To do
From the listing below, copy each line that contains the word "status".

++++ Provided information ++++

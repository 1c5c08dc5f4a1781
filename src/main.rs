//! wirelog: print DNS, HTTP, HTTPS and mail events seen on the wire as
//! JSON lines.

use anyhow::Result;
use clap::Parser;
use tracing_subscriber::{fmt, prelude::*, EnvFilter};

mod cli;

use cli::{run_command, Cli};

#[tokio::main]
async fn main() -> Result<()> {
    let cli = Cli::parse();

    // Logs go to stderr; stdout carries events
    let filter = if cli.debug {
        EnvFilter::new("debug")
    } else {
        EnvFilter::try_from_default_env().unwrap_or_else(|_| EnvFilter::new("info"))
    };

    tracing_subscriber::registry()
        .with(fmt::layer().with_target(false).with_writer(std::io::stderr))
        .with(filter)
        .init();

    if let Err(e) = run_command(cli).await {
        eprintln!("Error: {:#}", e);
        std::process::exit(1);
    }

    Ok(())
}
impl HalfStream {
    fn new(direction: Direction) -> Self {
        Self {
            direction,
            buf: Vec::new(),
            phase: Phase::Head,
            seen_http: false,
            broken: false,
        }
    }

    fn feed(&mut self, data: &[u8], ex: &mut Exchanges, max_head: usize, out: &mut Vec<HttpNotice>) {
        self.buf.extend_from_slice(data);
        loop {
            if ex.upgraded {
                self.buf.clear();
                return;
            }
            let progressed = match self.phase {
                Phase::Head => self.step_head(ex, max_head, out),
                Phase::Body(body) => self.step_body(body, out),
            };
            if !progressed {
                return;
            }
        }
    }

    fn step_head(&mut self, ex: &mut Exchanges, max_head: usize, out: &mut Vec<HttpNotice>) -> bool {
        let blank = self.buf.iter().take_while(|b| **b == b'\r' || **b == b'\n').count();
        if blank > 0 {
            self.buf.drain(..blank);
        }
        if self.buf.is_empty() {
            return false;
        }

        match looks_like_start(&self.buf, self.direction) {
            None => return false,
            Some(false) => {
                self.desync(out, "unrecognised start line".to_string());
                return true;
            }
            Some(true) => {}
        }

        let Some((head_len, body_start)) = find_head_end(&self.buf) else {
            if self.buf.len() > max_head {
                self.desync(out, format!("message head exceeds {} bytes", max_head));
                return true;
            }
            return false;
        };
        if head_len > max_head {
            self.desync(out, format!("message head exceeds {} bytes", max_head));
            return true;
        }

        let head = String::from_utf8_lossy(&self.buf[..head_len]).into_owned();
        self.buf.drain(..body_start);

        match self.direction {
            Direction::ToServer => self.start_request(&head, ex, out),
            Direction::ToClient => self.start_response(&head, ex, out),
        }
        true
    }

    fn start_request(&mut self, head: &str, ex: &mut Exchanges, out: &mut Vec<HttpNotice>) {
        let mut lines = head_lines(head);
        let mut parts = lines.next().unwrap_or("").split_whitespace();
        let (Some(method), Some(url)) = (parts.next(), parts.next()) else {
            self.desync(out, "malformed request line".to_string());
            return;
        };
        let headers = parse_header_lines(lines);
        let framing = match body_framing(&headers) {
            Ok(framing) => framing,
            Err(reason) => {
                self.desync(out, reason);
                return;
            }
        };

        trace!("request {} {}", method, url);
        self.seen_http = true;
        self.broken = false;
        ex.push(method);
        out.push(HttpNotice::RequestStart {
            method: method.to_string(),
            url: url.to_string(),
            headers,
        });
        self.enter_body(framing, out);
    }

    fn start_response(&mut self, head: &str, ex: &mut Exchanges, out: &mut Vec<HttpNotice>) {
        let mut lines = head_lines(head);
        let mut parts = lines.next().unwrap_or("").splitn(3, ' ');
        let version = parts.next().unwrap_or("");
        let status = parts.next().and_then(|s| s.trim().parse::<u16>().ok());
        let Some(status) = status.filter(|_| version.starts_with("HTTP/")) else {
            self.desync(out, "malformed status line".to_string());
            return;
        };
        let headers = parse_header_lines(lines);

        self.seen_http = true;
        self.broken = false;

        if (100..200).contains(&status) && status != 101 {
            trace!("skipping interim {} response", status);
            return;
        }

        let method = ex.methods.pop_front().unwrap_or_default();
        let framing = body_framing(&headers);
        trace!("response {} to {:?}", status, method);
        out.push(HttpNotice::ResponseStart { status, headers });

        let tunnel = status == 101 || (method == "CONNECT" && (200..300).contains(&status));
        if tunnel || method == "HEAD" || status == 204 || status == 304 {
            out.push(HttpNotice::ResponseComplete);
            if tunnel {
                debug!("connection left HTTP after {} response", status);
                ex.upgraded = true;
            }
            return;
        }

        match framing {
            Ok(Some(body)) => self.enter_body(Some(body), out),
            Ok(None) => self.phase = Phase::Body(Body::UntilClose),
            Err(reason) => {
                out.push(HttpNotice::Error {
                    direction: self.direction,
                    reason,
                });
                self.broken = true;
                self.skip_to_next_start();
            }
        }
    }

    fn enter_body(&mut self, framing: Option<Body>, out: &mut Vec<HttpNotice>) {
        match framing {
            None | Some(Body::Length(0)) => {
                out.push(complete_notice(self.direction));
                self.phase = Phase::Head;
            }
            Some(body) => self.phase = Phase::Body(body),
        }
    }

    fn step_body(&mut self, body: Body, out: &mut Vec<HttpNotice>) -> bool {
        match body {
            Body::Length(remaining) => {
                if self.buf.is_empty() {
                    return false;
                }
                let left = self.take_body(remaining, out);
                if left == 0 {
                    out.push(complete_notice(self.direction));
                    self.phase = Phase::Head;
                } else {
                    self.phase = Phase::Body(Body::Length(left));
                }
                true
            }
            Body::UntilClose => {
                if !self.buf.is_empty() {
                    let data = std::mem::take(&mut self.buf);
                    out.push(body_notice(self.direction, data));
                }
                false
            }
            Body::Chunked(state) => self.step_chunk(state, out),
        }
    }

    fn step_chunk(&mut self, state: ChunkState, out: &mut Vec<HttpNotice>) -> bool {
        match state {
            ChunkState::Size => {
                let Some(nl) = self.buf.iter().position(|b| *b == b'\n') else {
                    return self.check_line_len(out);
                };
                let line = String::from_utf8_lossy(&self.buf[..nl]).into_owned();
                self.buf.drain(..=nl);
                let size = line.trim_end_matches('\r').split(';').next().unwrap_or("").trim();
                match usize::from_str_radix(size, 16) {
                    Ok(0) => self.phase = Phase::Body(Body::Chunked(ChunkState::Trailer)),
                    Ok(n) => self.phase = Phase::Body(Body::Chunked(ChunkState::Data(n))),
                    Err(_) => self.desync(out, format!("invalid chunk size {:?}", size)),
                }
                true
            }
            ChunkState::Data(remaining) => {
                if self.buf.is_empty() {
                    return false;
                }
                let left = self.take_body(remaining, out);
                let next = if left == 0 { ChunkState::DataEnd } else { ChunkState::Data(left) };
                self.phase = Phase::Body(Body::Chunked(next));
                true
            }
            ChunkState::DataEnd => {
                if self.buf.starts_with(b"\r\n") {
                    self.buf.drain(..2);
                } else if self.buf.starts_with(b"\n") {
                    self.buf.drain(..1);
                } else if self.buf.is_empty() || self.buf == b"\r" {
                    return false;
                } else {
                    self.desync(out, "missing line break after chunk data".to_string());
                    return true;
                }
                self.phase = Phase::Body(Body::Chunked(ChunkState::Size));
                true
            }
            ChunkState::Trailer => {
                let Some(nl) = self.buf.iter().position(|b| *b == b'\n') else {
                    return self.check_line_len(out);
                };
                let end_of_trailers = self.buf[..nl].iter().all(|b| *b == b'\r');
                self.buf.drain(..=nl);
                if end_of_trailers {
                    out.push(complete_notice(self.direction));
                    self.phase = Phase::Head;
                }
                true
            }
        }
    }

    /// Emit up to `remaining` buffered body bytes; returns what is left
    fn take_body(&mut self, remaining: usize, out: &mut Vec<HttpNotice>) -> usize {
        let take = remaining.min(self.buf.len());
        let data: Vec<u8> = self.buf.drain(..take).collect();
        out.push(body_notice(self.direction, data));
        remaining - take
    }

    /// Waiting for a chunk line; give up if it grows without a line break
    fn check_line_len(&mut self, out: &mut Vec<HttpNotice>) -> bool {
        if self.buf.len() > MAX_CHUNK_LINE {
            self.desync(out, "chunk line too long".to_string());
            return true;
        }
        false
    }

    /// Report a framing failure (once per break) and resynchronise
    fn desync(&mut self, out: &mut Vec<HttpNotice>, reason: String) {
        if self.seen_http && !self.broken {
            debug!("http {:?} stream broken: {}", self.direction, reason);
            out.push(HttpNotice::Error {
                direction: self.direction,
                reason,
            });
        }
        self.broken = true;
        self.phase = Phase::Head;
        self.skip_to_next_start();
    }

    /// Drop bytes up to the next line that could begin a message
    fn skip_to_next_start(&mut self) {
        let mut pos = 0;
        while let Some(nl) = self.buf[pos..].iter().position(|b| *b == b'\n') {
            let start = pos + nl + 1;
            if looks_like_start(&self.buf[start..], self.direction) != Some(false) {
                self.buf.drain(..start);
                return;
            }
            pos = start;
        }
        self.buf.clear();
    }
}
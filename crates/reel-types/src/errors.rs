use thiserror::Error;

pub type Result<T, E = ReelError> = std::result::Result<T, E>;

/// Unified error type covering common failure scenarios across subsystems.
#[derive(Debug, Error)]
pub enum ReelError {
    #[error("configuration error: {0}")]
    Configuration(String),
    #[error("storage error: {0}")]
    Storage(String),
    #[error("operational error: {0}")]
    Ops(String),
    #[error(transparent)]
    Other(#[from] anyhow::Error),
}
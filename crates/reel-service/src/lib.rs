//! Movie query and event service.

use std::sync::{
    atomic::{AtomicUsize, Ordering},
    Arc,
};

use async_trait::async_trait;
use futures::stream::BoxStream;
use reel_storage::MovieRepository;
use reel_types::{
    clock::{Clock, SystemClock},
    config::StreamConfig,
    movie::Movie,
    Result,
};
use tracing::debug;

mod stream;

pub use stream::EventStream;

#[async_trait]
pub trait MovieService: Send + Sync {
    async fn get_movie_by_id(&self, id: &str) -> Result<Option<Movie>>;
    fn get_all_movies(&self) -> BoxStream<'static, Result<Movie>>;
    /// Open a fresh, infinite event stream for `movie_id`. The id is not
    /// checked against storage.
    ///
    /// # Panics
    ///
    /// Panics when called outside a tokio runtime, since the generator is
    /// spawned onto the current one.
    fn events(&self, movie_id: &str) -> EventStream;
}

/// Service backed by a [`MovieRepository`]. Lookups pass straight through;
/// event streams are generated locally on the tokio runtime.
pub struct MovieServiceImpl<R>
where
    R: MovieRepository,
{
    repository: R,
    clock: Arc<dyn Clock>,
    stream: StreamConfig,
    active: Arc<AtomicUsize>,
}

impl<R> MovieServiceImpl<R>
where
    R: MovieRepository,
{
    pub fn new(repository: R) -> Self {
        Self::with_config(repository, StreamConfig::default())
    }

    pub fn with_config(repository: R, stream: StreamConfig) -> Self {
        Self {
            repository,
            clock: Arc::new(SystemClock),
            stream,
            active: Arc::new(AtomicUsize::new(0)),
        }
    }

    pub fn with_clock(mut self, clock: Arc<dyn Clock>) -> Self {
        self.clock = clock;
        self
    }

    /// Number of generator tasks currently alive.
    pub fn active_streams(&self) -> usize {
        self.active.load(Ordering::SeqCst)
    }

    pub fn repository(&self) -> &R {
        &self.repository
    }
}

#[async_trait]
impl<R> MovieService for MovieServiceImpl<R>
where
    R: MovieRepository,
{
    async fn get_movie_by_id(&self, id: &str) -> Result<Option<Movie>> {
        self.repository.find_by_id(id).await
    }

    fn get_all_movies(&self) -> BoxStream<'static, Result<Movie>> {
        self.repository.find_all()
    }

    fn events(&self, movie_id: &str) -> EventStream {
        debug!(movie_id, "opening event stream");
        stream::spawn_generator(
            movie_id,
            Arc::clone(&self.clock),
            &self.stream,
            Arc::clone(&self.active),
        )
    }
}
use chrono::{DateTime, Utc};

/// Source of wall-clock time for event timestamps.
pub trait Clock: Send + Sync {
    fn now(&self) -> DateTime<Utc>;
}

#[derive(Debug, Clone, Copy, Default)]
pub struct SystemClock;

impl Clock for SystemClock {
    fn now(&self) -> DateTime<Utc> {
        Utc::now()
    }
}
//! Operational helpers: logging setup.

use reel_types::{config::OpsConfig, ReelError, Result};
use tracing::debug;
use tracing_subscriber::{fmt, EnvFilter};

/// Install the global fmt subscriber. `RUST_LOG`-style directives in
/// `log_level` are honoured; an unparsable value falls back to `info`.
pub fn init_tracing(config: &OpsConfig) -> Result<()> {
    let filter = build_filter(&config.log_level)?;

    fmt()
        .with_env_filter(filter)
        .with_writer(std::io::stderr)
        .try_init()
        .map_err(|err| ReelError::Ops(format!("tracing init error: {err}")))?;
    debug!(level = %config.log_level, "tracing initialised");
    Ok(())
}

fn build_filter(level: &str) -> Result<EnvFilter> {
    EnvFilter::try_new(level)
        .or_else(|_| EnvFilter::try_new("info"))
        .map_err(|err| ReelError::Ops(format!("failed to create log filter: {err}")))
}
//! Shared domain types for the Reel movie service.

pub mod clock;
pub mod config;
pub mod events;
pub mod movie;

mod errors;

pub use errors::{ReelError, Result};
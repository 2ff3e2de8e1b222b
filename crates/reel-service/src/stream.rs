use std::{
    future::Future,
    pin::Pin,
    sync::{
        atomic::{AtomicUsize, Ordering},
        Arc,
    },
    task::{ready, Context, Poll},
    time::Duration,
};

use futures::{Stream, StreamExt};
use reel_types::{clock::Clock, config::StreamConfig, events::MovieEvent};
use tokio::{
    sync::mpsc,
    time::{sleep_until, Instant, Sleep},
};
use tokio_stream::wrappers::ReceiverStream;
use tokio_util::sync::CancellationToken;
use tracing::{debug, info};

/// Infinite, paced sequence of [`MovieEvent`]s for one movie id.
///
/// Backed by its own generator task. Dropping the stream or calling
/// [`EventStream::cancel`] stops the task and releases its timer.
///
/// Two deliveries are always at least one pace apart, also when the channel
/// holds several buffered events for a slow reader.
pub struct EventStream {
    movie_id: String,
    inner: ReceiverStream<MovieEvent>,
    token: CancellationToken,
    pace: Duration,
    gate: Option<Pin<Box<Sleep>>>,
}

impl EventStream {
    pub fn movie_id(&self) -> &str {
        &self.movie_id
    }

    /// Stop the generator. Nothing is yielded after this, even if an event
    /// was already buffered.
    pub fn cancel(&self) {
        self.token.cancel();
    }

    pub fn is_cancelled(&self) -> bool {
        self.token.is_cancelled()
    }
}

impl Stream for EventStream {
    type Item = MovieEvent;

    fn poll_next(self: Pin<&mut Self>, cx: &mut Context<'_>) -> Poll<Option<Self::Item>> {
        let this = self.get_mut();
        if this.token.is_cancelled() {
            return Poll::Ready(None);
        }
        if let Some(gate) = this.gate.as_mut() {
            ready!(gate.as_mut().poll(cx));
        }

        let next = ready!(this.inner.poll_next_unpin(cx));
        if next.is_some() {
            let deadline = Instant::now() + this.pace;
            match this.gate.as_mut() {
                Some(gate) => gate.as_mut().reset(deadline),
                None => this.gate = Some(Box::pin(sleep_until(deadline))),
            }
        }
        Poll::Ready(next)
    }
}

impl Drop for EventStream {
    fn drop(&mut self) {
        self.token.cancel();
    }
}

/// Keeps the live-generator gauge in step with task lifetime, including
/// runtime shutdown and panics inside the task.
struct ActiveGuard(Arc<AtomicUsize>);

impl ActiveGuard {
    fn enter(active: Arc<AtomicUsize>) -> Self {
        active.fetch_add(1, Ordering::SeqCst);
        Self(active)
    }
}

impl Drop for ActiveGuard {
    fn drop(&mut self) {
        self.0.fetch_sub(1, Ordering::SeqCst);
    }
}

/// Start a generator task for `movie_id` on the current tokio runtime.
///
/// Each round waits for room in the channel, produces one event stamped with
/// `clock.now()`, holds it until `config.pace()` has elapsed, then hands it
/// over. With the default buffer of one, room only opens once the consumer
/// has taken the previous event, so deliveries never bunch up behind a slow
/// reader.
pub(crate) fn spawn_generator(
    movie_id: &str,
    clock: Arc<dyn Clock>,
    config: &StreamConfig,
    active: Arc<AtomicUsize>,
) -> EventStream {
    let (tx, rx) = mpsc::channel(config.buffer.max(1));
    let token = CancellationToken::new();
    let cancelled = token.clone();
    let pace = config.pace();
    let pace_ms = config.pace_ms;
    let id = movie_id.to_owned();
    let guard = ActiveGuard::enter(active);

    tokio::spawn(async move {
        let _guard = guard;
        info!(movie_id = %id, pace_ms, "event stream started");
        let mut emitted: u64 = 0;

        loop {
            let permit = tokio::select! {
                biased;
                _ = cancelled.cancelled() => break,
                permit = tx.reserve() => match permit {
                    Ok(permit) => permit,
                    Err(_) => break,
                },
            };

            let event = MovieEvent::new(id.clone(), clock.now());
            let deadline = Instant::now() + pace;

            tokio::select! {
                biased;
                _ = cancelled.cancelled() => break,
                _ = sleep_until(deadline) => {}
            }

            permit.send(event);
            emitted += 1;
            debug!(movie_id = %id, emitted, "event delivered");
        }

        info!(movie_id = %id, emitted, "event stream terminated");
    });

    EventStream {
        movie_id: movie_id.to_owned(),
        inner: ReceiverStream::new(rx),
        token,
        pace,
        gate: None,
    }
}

++++

Result of the exercise
        let status = parts.next().and_then(|s| s.trim().parse::<u16>().ok());
        let Some(status) = status.filter(|_| version.starts_with("HTTP/")) else {
            self.desync(out, "malformed status line".to_string());
        if (100..200).contains(&status) && status != 101 {
            trace!("skipping interim {} response", status);
        trace!("response {} to {:?}", status, method);
        out.push(HttpNotice::ResponseStart { status, headers });
        let tunnel = status == 101 || (method == "CONNECT" && (200..300).contains(&status));
        if tunnel || method == "HEAD" || status == 204 || status == 304 {
                debug!("connection left HTTP after {} response", status);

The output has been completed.